Task directions
Report each line of the records where "returns" occurs.

Collected data
------------------------------

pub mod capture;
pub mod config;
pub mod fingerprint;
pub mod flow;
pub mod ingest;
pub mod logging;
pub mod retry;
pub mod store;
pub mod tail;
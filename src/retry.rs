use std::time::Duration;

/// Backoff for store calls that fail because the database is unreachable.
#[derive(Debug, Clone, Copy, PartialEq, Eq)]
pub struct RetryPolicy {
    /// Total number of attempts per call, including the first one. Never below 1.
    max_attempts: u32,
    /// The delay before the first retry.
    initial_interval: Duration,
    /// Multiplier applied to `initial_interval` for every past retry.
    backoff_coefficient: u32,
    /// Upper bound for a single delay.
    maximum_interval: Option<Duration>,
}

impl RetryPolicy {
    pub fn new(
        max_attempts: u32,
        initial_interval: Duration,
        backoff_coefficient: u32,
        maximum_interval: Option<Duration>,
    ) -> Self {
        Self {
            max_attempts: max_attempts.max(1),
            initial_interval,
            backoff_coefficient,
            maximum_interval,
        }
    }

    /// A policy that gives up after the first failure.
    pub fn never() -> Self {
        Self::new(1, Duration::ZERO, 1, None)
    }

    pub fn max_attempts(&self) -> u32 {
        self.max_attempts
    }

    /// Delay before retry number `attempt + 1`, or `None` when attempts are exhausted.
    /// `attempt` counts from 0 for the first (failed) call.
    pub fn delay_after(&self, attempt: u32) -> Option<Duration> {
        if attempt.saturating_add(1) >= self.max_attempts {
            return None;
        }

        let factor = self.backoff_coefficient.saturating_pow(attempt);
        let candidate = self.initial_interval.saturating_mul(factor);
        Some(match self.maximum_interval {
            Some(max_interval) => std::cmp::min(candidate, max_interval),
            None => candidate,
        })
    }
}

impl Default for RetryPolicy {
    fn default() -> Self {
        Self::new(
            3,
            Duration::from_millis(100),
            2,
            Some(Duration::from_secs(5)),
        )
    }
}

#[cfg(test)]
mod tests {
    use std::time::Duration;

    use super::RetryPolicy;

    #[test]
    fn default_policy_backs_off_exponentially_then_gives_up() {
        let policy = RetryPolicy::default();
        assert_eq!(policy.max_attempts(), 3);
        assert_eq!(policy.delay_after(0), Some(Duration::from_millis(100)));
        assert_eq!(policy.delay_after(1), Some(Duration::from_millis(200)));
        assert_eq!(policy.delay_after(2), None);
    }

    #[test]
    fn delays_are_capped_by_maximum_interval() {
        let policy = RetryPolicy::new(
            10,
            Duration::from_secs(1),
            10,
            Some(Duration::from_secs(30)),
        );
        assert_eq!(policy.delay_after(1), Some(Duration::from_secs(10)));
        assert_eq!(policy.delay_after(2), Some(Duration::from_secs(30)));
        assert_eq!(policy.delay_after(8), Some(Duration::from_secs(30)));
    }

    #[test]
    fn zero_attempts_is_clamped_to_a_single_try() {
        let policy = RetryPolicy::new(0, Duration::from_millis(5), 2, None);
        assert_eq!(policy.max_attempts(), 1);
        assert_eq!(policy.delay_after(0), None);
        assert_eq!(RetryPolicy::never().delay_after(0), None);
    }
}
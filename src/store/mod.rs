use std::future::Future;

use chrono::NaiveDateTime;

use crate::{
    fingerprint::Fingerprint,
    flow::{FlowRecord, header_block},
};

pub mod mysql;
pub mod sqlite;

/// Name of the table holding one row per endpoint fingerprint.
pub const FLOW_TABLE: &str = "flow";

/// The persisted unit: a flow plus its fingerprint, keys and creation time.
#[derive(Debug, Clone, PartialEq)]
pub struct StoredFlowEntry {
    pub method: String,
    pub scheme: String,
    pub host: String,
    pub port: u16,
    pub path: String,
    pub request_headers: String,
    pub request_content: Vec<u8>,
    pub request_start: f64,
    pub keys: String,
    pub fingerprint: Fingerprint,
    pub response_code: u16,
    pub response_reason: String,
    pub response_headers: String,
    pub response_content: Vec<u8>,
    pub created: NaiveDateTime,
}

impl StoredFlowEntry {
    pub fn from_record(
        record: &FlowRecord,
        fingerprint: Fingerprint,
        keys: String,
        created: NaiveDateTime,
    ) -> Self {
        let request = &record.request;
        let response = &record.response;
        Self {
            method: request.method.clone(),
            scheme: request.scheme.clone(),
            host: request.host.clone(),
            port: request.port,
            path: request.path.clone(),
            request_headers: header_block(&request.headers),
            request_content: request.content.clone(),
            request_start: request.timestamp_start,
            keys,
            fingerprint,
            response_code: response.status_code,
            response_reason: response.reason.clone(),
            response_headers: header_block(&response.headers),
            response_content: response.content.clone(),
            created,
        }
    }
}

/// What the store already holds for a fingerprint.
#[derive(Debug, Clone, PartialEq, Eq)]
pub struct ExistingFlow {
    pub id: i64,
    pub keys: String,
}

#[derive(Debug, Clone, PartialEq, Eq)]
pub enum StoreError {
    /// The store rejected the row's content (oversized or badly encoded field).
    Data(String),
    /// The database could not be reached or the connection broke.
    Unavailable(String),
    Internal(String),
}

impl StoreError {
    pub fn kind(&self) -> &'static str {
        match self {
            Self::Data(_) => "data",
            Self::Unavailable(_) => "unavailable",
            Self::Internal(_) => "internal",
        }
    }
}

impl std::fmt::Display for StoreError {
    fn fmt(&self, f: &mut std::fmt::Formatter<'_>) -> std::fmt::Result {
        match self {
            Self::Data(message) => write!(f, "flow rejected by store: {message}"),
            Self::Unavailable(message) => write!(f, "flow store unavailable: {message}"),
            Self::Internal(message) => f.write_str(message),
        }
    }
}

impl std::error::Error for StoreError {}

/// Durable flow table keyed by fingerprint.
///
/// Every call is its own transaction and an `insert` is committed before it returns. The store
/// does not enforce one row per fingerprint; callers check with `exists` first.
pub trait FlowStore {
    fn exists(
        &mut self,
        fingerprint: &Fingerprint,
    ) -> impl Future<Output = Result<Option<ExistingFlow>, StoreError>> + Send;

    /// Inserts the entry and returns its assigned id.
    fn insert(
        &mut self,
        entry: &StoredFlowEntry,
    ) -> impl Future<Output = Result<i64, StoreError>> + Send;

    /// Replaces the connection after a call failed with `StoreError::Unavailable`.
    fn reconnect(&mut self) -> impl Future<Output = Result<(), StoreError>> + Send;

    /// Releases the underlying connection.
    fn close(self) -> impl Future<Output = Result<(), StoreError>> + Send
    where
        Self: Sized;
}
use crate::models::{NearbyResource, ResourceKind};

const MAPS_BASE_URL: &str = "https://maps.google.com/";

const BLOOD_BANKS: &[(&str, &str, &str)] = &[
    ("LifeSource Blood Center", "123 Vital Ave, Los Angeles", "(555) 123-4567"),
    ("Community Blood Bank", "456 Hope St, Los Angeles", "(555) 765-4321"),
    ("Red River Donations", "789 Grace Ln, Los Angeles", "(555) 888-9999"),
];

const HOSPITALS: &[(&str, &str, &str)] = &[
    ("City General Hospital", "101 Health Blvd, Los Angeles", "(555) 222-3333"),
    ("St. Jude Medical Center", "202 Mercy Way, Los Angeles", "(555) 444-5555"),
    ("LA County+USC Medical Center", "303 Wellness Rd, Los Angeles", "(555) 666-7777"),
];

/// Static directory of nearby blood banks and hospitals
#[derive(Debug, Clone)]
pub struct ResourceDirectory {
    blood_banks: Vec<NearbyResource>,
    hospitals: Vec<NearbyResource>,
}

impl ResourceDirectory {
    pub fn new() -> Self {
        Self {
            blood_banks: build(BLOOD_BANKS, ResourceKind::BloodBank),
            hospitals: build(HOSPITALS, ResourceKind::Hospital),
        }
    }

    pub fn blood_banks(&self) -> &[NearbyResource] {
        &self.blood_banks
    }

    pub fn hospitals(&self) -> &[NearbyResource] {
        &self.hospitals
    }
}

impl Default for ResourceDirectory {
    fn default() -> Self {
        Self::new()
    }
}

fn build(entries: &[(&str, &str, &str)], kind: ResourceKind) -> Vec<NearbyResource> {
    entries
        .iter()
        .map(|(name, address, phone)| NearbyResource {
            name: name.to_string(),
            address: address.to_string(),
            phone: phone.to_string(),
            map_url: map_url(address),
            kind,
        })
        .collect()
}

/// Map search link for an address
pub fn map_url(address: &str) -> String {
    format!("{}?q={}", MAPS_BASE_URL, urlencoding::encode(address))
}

------------------------------

Response to this exercise
/// Every call is its own transaction and an `insert` is committed before it returns. The store
    /// Inserts the entry and returns its assigned id.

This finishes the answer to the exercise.